1. FIELD OF THE INVENTION
The present invention relates to a ceramic circuit substrate having on its surface an external resistor covered with a glass overcoat. More particularly, the present invention is concerned with a ceramic circuit substrate having an external resistor which stably maintains an accurate resistance value obtained by trimming.
2. DESCRIPTION OF PRIOR ART
Besides the internal resistor disposed between the layers of a multilayer circuit substrate, a ceramic circuit substrate for use in integral circuits is provided with a circuit comprising an external resistor and a conductor pattern printed on the surface of the ceramic circuit substrate, which contributes toward imparting an advanced function to the ceramic circuit substrate and reducing the production cost.
In the formation of a resistor on a substrate surface, generally, a conductive substance such as RuO.sub.2 is added to a glass composition, rendered pasty, printed and sintered into the desired resistor. In the formation of the resistor, occasionally, printing is effected so as to cover the resistor with a glass material and followed by firing to form an overcoat in order to protect the resistor and to improve the weather resistance thereof. The obtained resistor has its resistance value finely adjusted by laser trimming.
Generally, an external resistor used in a ceramic circuit substrate is formed by firing a resistor at 800 to 900.degree. C., printing a low-melting-point glass overcoat thereon, and firing at 500 to 600.degree. C. The coefficient of thermal expansion of RuO.sub.2 used in the resistor is about 6.0.times.10.sup.-6 /.degree. C. and that of the resistor comprising the same is 5.5.times.10.sup.-6 /.degree. C. to 7.0.times.10.sup.-6 /.degree. C. In contrast to this, the coefficient of thermal expansion of an alumina substrate is as large as 7.0.times.10.sup.-6 /.degree. C. to 8.0.times.10.sup.-6 /.degree. C., so that a compressive force is applied to the resistor formed on the alumina substrate. As a result, laser trimming of the resistor does not promote cracking.
In accordance with the miniaturization of electronic appliances and the high-density packaging therein, there is the tendency that the ceramic substrate is also provided in multilayer form to comply with high-density packaging and that use is made of substrate materials which each have a low coefficient of thermal expansion for mounting silicon chips thereon. As such circuit substrates, low-temperature firable substrates are used.
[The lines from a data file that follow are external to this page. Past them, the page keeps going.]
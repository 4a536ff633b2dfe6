use chrono::NaiveDate;
use serde::Serialize;

/// Aggregated market statistics for one entity (building or area), one
/// bedroom bucket and one period window.
///
/// Population: recomputed in bulk by `snapshot::recompute_all`, either from a
/// cron job or the admin trigger. One row per (entity, bedrooms,
/// period_start); recomputation replaces the row, it is never mutated
/// incrementally.
///
/// The row carries no wall-clock field on purpose: recomputing from unchanged
/// input must produce an identical row.
///
/// Query patterns:
///   - "Sale price history for building X, 1 B/R, last 12 months"
///   - "Current-vs-previous period change for area Y"
#[derive(Debug, Clone, PartialEq, Serialize)]
pub struct MarketSnapshot {
    // Identifiers
    pub entity_id: i64,
    pub bedrooms: String,
    pub period_start: NaiveDate,
    pub period_end: NaiveDate,

    // Counts of records with a usable price
    pub sale_count: i64,
    pub rent_count: i64,

    // Sale price statistics (null when sale_count = 0)
    pub avg_sale_price: Option<f64>,
    pub median_sale_price: Option<f64>,
    pub min_sale_price: Option<f64>,
    pub max_sale_price: Option<f64>,

    // Rent statistics (annual contract value, null when rent_count = 0)
    pub avg_rent_price: Option<f64>,
    pub median_rent_price: Option<f64>,
    pub min_rent_price: Option<f64>,
    pub max_rent_price: Option<f64>,

    // Market exposure
    pub avg_sale_exposure_days: Option<f64>,
    pub avg_rent_exposure_days: Option<f64>,

    // Derived ratios
    pub sale_ads_per_unit: Option<f64>,
    pub rent_ads_per_unit: Option<f64>,
    pub sale_liquidity: Option<f64>,
    pub rent_liquidity: Option<f64>,
    pub roi: Option<f64>,
}
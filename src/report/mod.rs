//! Report presentation layer.
//!
//! - [`format`] - percent-change and ROI display formatting
//! - [`access`] - role capability checks
//! - [`view`] - report payload composition from snapshot rows

pub mod access;
pub mod format;
pub mod view;

pub use access::{can_manage_market_data, can_view_reports, Role};
pub use format::{percent_change, percent_change_display, roi_display, SENTINEL};
pub use view::{BucketReport, EntityReport};
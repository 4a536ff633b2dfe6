use std::sync::Arc;

use crate::config::Settings;

pub mod models;
pub mod postgres;

pub use postgres::PostgresClient;

/// Database handle for the service.
///
/// PostgreSQL holds everything: area/building metadata, raw listings and the
/// aggregated snapshot tables.
#[derive(Clone)]
pub struct Database {
    pub postgres: Arc<PostgresClient>,
}

impl Database {
    pub async fn new(settings: Arc<Settings>) -> anyhow::Result<Self> {
        let postgres = PostgresClient::new(settings.postgres.clone()).await?;

        // Apply schema before anything reads or writes
        postgres.migrate().await?;

        Ok(Self {
            postgres: Arc::new(postgres),
        })
    }
}
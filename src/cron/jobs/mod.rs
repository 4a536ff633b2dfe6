pub mod area_snapshots;
pub mod building_snapshots;
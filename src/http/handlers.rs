use log::{debug, error, info};
use serde::Deserialize;
use warp::Rejection;

use crate::db::models::Listing;
use crate::http::error::ApiError;
use crate::http::AppContext;
use crate::report::{can_manage_market_data, can_view_reports, EntityReport, Role};
use crate::snapshot::{recompute_all, AggregationParams, EntityScope, Period};

#[derive(Debug, Deserialize)]
pub struct ReportQuery {
    /// Period label "YYYY-MM"; defaults to the current month.
    pub period: Option<String>,
}

#[derive(Debug, Deserialize)]
pub struct RunSnapshotsRequest {
    /// "buildings", "areas" or "all" (default).
    pub scope: Option<String>,
    /// Period label "YYYY-MM"; defaults to the current month.
    pub period: Option<String>,
}

fn parse_period(label: Option<&str>) -> Result<Period, Rejection> {
    match label {
        Some(l) => Period::parse(l).ok_or_else(|| {
            warp::reject::custom(ApiError::bad_request(format!(
                "Invalid period '{}', expected YYYY-MM",
                l
            )))
        }),
        None => Ok(Period::month_of(chrono::Utc::now().date_naive())),
    }
}

fn require(allowed: bool) -> Result<(), Rejection> {
    if allowed {
        Ok(())
    } else {
        Err(warp::reject::custom(ApiError::forbidden(
            "Insufficient permissions",
        )))
    }
}

pub async fn get_building_report(
    building_id: i64,
    query: ReportQuery,
    role: Role,
    ctx: AppContext,
) -> Result<impl warp::Reply, Rejection> {
    require(can_view_reports(role))?;
    let period = parse_period(query.period.as_deref())?;

    let cache_key = format!("building:{}:{}", building_id, period);
    if let Some(cached) = ctx.report_cache.get(&cache_key).await {
        debug!("Report cache hit for {}", cache_key);
        return Ok(warp::reply::json(&cached));
    }

    info!("Building report for building {} period {}", building_id, period);

    let building = ctx
        .db
        .postgres
        .get_building(building_id)
        .await
        .map_err(|e| {
            error!("Failed to load building {}: {:#}", building_id, e);
            warp::reject::custom(ApiError::database_error(e.to_string()))
        })?
        .ok_or_else(|| {
            warp::reject::custom(ApiError::not_found(format!(
                "Building {} not found",
                building_id
            )))
        })?;

    let current = ctx
        .db
        .postgres
        .get_building_snapshots(building_id, period.start)
        .await
        .map_err(|e| warp::reject::custom(ApiError::database_error(e.to_string())))?;
    let previous = ctx
        .db
        .postgres
        .get_building_snapshots(building_id, period.previous().start)
        .await
        .map_err(|e| warp::reject::custom(ApiError::database_error(e.to_string())))?;

    let report = EntityReport::build(building_id, building.name, period, current, previous);
    let payload = serde_json::to_value(&report)
        .map_err(|e| warp::reject::custom(ApiError::database_error(e.to_string())))?;

    ctx.report_cache.insert(cache_key, payload.clone()).await;
    Ok(warp::reply::json(&payload))
}

pub async fn get_area_report(
    area_id: i64,
    query: ReportQuery,
    role: Role,
    ctx: AppContext,
) -> Result<impl warp::Reply, Rejection> {
    require(can_view_reports(role))?;
    let period = parse_period(query.period.as_deref())?;

    let cache_key = format!("area:{}:{}", area_id, period);
    if let Some(cached) = ctx.report_cache.get(&cache_key).await {
        debug!("Report cache hit for {}", cache_key);
        return Ok(warp::reply::json(&cached));
    }

    info!("Building report for area {} period {}", area_id, period);

    let area = ctx
        .db
        .postgres
        .get_area(area_id)
        .await
        .map_err(|e| {
            error!("Failed to load area {}: {:#}", area_id, e);
            warp::reject::custom(ApiError::database_error(e.to_string()))
        })?
        .ok_or_else(|| {
            warp::reject::custom(ApiError::not_found(format!("Area {} not found", area_id)))
        })?;

    let current = ctx
        .db
        .postgres
        .get_area_snapshots(area_id, period.start)
        .await
        .map_err(|e| warp::reject::custom(ApiError::database_error(e.to_string())))?;
    let previous = ctx
        .db
        .postgres
        .get_area_snapshots(area_id, period.previous().start)
        .await
        .map_err(|e| warp::reject::custom(ApiError::database_error(e.to_string())))?;

    let report = EntityReport::build(area_id, area.name, period, current, previous);
    let payload = serde_json::to_value(&report)
        .map_err(|e| warp::reject::custom(ApiError::database_error(e.to_string())))?;

    ctx.report_cache.insert(cache_key, payload.clone()).await;
    Ok(warp::reply::json(&payload))
}

/// Admin trigger: recompute snapshots synchronously and report the outcome.
pub async fn run_snapshots(
    request: RunSnapshotsRequest,
    role: Role,
    ctx: AppContext,
) -> Result<impl warp::Reply, Rejection> {
    require(can_manage_market_data(role))?;

    let scope = match request.scope.as_deref() {
        None | Some("all") => EntityScope::All,
        Some("buildings") => EntityScope::Buildings,
        Some("areas") => EntityScope::Areas,
        Some(other) => {
            return Err(warp::reject::custom(ApiError::bad_request(format!(
                "Unknown scope '{}', expected buildings|areas|all",
                other
            ))))
        },
    };
    let period = parse_period(request.period.as_deref())?;

    info!("Admin-triggered snapshot run: scope {:?}, period {}", scope, period);

    let params = AggregationParams::from(&ctx.settings.market);
    let result = recompute_all(&ctx.db, params, scope, period)
        .await
        .map_err(|e| {
            error!("Snapshot recomputation failed: {:#}", e);
            warp::reject::custom(ApiError::database_error(e.to_string()))
        })?;

    // Recomputed rows make every cached report stale
    ctx.report_cache.invalidate_all();

    Ok(warp::reply::json(&result))
}

/// Admin ingest: bulk upsert of raw listings from the import pipeline.
pub async fn ingest_listings(
    listings: Vec<Listing>,
    role: Role,
    ctx: AppContext,
) -> Result<impl warp::Reply, Rejection> {
    require(can_manage_market_data(role))?;

    if listings.is_empty() {
        return Err(warp::reject::custom(ApiError::bad_request(
            "Empty listing batch",
        )));
    }

    let count = listings.len();
    ctx.db.postgres.set_listings(&listings).await.map_err(|e| {
        error!("Failed to ingest {} listings: {:#}", count, e);
        warp::reject::custom(ApiError::database_error(e.to_string()))
    })?;

    info!("Ingested {} listings", count);
    Ok(warp::reply::json(&serde_json::json!({
        "imported": count,
    })))
}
However, when the resistor is formed on a substrate having a coefficient of thermal expansion smaller than that of the resistor, a tensile force is applied to the resistor after the firing, thereby causing the resistor to crack during laser trimming or thereafter.
The above situation will be described with reference to the drawings. FIG. 1 is a plan of one form of a conventional external resistor disposed on a ceramic circuit substrate of a ceramic circuit substrate, and FIG. 2 is a sectional view thereof. A wiring material such as a metal paste is printed on a ceramic substrate surface 1, thereby forming a conductor pattern 2 on the surface. Part thereof constitutes an electrode for a resistor 3. The resistor 3 is composed of glass components having a conductive material such as a metal added thereto. The upper part thereof is covered with an overcoat 4 composed of glass materials. The resistor 3 and the overcoat 4 constitute an external resistor 71. The overcoat 4 may either cover each individual resistor 3 a little wider than the same or uniformly cover a wide area of not only a plurality of resistors 3 but also a conductor pattern 2. When the overcoat covers such a wide area, via holes can be provided at suitable positions to thereby attain the continuity with the outside.
Laser trimming of such an external resistor 7 leads to formation of a trimming channel 5 in the overcoat 4 and the resistor 3, as shown in the figures.
Although laser trimming is generally conducted while measuring the resistance value exhibited by the resistor, the presence of expansion force in the resistor not only interferes with such precision trimming but also generates microcracks 6 from the trimming channels. Also, even if there is no occurrence of cracks during trimming, cracks may occur during the use as a product.